* **ABOUT THIS EXERCISE**:
Report every line of the records that includes the word "const".

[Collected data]
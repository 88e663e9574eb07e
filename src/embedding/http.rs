use std::time::Duration;

use async_trait::async_trait;
use reqwest::Client;
use serde::{Deserialize, Serialize};

use super::EmbeddingProvider;
use crate::config::EmbeddingConfig;
use crate::error::{AppError, Result};

const API_KEY_ENV: &str = "NEWSRANK_EMBEDDING_API_KEY";

#[derive(Debug, Serialize)]
struct EmbeddingRequest<'a> {
    model: &'a str,
    input: Vec<&'a str>,
}

#[derive(Debug, Deserialize)]
struct EmbeddingResponse {
    data: Vec<EmbeddingData>,
}

#[derive(Debug, Deserialize)]
struct EmbeddingData {
    embedding: Vec<f32>,
}

/// Client for an OpenAI-compatible `POST {endpoint}/embeddings` API.
pub struct HttpEmbedder {
    client: Client,
    url: String,
    model: String,
    api_key: Option<String>,
}

impl HttpEmbedder {
    pub fn new(config: &EmbeddingConfig) -> Result<Self> {
        let endpoint = config
            .endpoint
            .as_deref()
            .ok_or_else(|| AppError::Config("embedding.endpoint is required".to_string()))?;
        let model = config
            .model
            .clone()
            .ok_or_else(|| AppError::Config("embedding.model is required".to_string()))?;

        let client = Client::builder()
            .timeout(config.timeout())
            .connect_timeout(Duration::from_secs(10))
            .user_agent("newsrank/1.0")
            .build()?;

        Ok(Self {
            client,
            url: format!("{}/embeddings", endpoint.trim_end_matches('/')),
            model,
            api_key: config
                .api_key
                .clone()
                .or_else(|| std::env::var(API_KEY_ENV).ok()),
        })
    }
}

#[async_trait]
impl EmbeddingProvider for HttpEmbedder {
    fn model_name(&self) -> &str {
        &self.model
    }

    async fn embed(&self, text: &str) -> Result<Vec<f32>> {
        let request = EmbeddingRequest {
            model: &self.model,
            input: vec![text],
        };

        let mut builder = self.client.post(&self.url).json(&request);
        if let Some(key) = &self.api_key {
            builder = builder.bearer_auth(key);
        }

        let response = builder
            .send()
            .await
            .map_err(|e| AppError::Encoding(format!("embedding request failed: {}", e)))?;

        if !response.status().is_success() {
            let status = response.status();
            let body = response.text().await.unwrap_or_default();
            return Err(AppError::Encoding(format!(
                "embedding API returned HTTP {}: {}",
                status, body
            )));
        }

        let parsed: EmbeddingResponse = response
            .json()
            .await
            .map_err(|e| AppError::Encoding(format!("invalid embedding response: {}", e)))?;

        parsed
            .data
            .into_iter()
            .next()
            .map(|d| d.embedding)
            .ok_or_else(|| AppError::Encoding("embedding response had no data".to_string()))
    }
}

#[cfg(test)]
mod tests {
    use super::*;

    #[test]
    fn builds_embeddings_url() {
        let config = EmbeddingConfig {
            provider: "http".to_string(),
            model: Some("all-minilm".to_string()),
            endpoint: Some("http://localhost:11434/v1/".to_string()),
            api_key: Some("secret".to_string()),
            ..EmbeddingConfig::default()
        };
        let embedder = HttpEmbedder::new(&config).unwrap();
        assert_eq!(embedder.url, "http://localhost:11434/v1/embeddings");
        assert_eq!(embedder.model_name(), "all-minilm");
        assert_eq!(embedder.api_key.as_deref(), Some("secret"));
    }

    #[test]
    fn requires_endpoint() {
        let config = EmbeddingConfig {
            provider: "http".to_string(),
            model: Some("all-minilm".to_string()),
            ..EmbeddingConfig::default()
        };
        assert!(matches!(HttpEmbedder::new(&config), Err(AppError::Config(_))));
    }
}
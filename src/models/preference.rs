use chrono::{DateTime, Utc};
use serde::{Deserialize, Serialize};

use crate::error::{AppError, Result};

pub const DEFAULT_WEIGHT: f32 = 1.0;

#[derive(Debug, Clone, Serialize, Deserialize)]
pub struct Preference {
    pub id: i64,
    pub user_id: i64,
    pub description: String,
    pub weight: f32,
    #[serde(skip)]
    pub embedding: Option<Vec<f32>>,
    pub created_at: DateTime<Utc>,
}

/// Partial edit of a preference; `None` fields are left unchanged.
#[derive(Debug, Clone, Default)]
pub struct PreferenceUpdate {
    pub description: Option<String>,
    pub weight: Option<f32>,
}

impl Preference {
    /// Trims the description and checks it is non-empty.
    pub fn validate_description(description: &str) -> Result<String> {
        let trimmed = description.trim();
        if trimmed.is_empty() {
            return Err(AppError::Validation(
                "preference description must not be empty".to_string(),
            ));
        }
        Ok(trimmed.to_string())
    }

    pub fn validate_weight(weight: f32) -> Result<f32> {
        if !weight.is_finite() || weight <= 0.0 {
            return Err(AppError::Validation(format!(
                "preference weight must be a positive number, got {}",
                weight
            )));
        }
        Ok(weight)
    }
}
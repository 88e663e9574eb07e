use std::time::Duration;

use async_trait::async_trait;
use reqwest::header::{HeaderMap, HeaderValue, ACCEPT, USER_AGENT};
use reqwest::Client;
use url::Url;

use super::ContentSource;
use crate::error::Result;

const USER_AGENT_STRING: &str = "Mozilla/5.0 (compatible; newsrank/1.0)";

/// Pages that render to less text than this are treated as paywalls or
/// script shells.
const MIN_CONTENT_CHARS: usize = 200;

pub struct ContentFetcher {
    client: Client,
}

impl ContentFetcher {
    pub fn new(timeout: Duration) -> Result<Self> {
        let client = Client::builder().timeout(timeout).build()?;
        Ok(Self { client })
    }

    /// Fetch the article page and extract its text
    pub async fn fetch_full_content(&self, article_url: &str) -> Result<Option<String>> {
        let url = match Url::parse(article_url) {
            Ok(u) if matches!(u.scheme(), "http" | "https") => u,
            _ => return Ok(None),
        };

        let mut headers = HeaderMap::new();
        headers.insert(USER_AGENT, HeaderValue::from_static(USER_AGENT_STRING));
        headers.insert(ACCEPT, HeaderValue::from_static("text/html,application/xhtml+xml"));

        let response = self.client.get(url).headers(headers).send().await?;

        if !response.status().is_success() {
            tracing::debug!("Failed to fetch {}: {}", article_url, response.status());
            return Ok(None);
        }

        let html = response.text().await?;
        Ok(extract_content(&html))
    }
}

#[async_trait]
impl ContentSource for ContentFetcher {
    async fn fetch_content(&self, article_url: &str) -> Result<Option<String>> {
        self.fetch_full_content(article_url).await
    }
}

/// Readable text from an HTML page, or `None` if too little survives.
pub fn extract_content(html: &str) -> Option<String> {
    let text = match html2text::from_read(html.as_bytes(), 80) {
        Ok(t) => t,
        Err(e) => {
            tracing::debug!("Failed to convert HTML to text: {}", e);
            return None;
        }
    };

    let cleaned: String = text
        .lines()
        .map(|l| l.trim())
        .filter(|l| !l.is_empty())
        .collect::<Vec<_>>()
        .join("\n");

    if cleaned.chars().count() > MIN_CONTENT_CHARS {
        Some(cleaned)
    } else {
        tracing::debug!("Extracted content too short ({} chars)", cleaned.len());
        None
    }
}

#[cfg(test)]
mod tests {
    use super::*;

    #[test]
    fn extracts_paragraph_text() {
        let body = "The central bank held rates steady on Thursday. ".repeat(8);
        let html = format!(
            "<html><head><title>x</title></head><body><article><p>{}</p>\n\n<p>Second paragraph.</p></article></body></html>",
            body
        );
        let content = extract_content(&html).unwrap();
        assert!(content.contains("central bank held rates steady"));
        assert!(content.contains("Second paragraph."));
        assert!(!content.contains("<p>"));
        assert!(content.lines().all(|l| !l.trim().is_empty()));
    }

    #[test]
    fn short_pages_yield_nothing() {
        assert!(extract_content("<html><body><p>Subscribe to continue reading</p></body></html>").is_none());
    }

    #[tokio::test]
    async fn non_http_urls_are_ignored() {
        let fetcher = ContentFetcher::new(Duration::from_secs(1)).unwrap();
        assert!(fetcher.fetch_full_content("ftp://news.example/a").await.unwrap().is_none());
        assert!(fetcher.fetch_full_content("not a url").await.unwrap().is_none());
    }
}
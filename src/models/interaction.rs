use std::fmt;
use std::str::FromStr;

use chrono::{DateTime, Utc};
use serde::{Deserialize, Serialize};

use crate::error::AppError;

#[derive(Debug, Clone, Copy, PartialEq, Eq, Hash, Serialize, Deserialize)]
#[serde(rename_all = "lowercase")]
pub enum ActionKind {
    Viewed,
    Clicked,
    Dismissed,
}

impl ActionKind {
    pub fn as_str(self) -> &'static str {
        match self {
            ActionKind::Viewed => "viewed",
            ActionKind::Clicked => "clicked",
            ActionKind::Dismissed => "dismissed",
        }
    }

    /// Viewed and clicked both count as engagement for the feedback penalty.
    pub fn is_engagement(self) -> bool {
        matches!(self, ActionKind::Viewed | ActionKind::Clicked)
    }
}

impl fmt::Display for ActionKind {
    fn fmt(&self, f: &mut fmt::Formatter<'_>) -> fmt::Result {
        f.write_str(self.as_str())
    }
}

impl FromStr for ActionKind {
    type Err = AppError;

    fn from_str(s: &str) -> Result<Self, Self::Err> {
        match s.trim().to_ascii_lowercase().as_str() {
            "viewed" | "read" => Ok(ActionKind::Viewed),
            "clicked" => Ok(ActionKind::Clicked),
            "dismissed" => Ok(ActionKind::Dismissed),
            other => Err(AppError::Validation(format!(
                "unknown action '{}', expected viewed, clicked or dismissed",
                other
            ))),
        }
    }
}

#[derive(Debug, Clone, Serialize, Deserialize)]
pub struct Interaction {
    pub user_id: i64,
    pub article_url: String,
    pub action: ActionKind,
    pub occurred_at: DateTime<Utc>,
}

/// Reading history row joined with the article it refers to.
#[derive(Debug, Clone, Serialize)]
pub struct HistoryEntry {
    pub article_url: String,
    pub title: Option<String>,
    pub source: Option<String>,
    pub action: ActionKind,
    pub occurred_at: DateTime<Utc>,
}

* **RESULT BELOW**:
const API_KEY_ENV: &str = "NEWSRANK_EMBEDDING_API_KEY";
pub const DEFAULT_WEIGHT: f32 = 1.0;
const USER_AGENT_STRING: &str = "Mozilla/5.0 (compatible; newsrank/1.0)";
const MIN_CONTENT_CHARS: usize = 200;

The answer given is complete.